PROVIDED INFORMATION
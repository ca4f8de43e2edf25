mod date_of_birth;
mod document;
mod download;
mod entry;
mod status;
mod summary;
mod two_factor;

pub use date_of_birth::DateOfBirthPage;
pub use document::{DocumentNumber, DocumentType};
pub use download::Download;
pub use entry::EntryPage;
pub use status::{Confirmation, ProveStatus, PurposeSelection};
pub use summary::Summary;
pub use two_factor::{TwoFactorCode, TwoFactorMethodChoice};
use super::batch::cmd_batch;
use super::catalog::cmd_catalog;
use super::env::CliArgs;
use super::run::cmd_run;
use crate::cli::commands::Commands;
use crate::cli::context::CliContext;
use anyhow::Result;

pub async fn dispatch(cli: &CliArgs, ctx: &CliContext) -> Result<()> {
    match cli.command.clone() {
        Commands::Run(args) => cmd_run(args, ctx).await,
        Commands::Batch(args) => cmd_batch(args, ctx).await,
        Commands::Catalog(args) => cmd_catalog(args, ctx),
    }
}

WHAT IS BEING ASKED
Your answer should be all of the records, transcribed exactly.

THE COMPLETED TASK
repository ca4f8de43e2edf25
mod date_of_birth;
mod document;
mod download;
mod entry;
mod status;
mod summary;
mod two_factor;

pub use date_of_birth::DateOfBirthPage;
pub use document::{DocumentNumber, DocumentType};
pub use download::Download;
pub use entry::EntryPage;
pub use status::{Confirmation, ProveStatus, PurposeSelection};
pub use summary::Summary;
pub use two_factor::{TwoFactorCode, TwoFactorMethodChoice};
use super::batch::cmd_batch;
use super::catalog::cmd_catalog;
use super::env::CliArgs;
use super::run::cmd_run;
use crate::cli::commands::Commands;
use crate::cli::context::CliContext;
use anyhow::Result;

pub async fn dispatch(cli: &CliArgs, ctx: &CliContext) -> Result<()> {
    match cli.command.clone() {
        Commands::Run(args) => cmd_run(args, ctx).await,
        Commands::Batch(args) => cmd_batch(args, ctx).await,
        Commands::Catalog(args) => cmd_catalog(args, ctx),
    }
}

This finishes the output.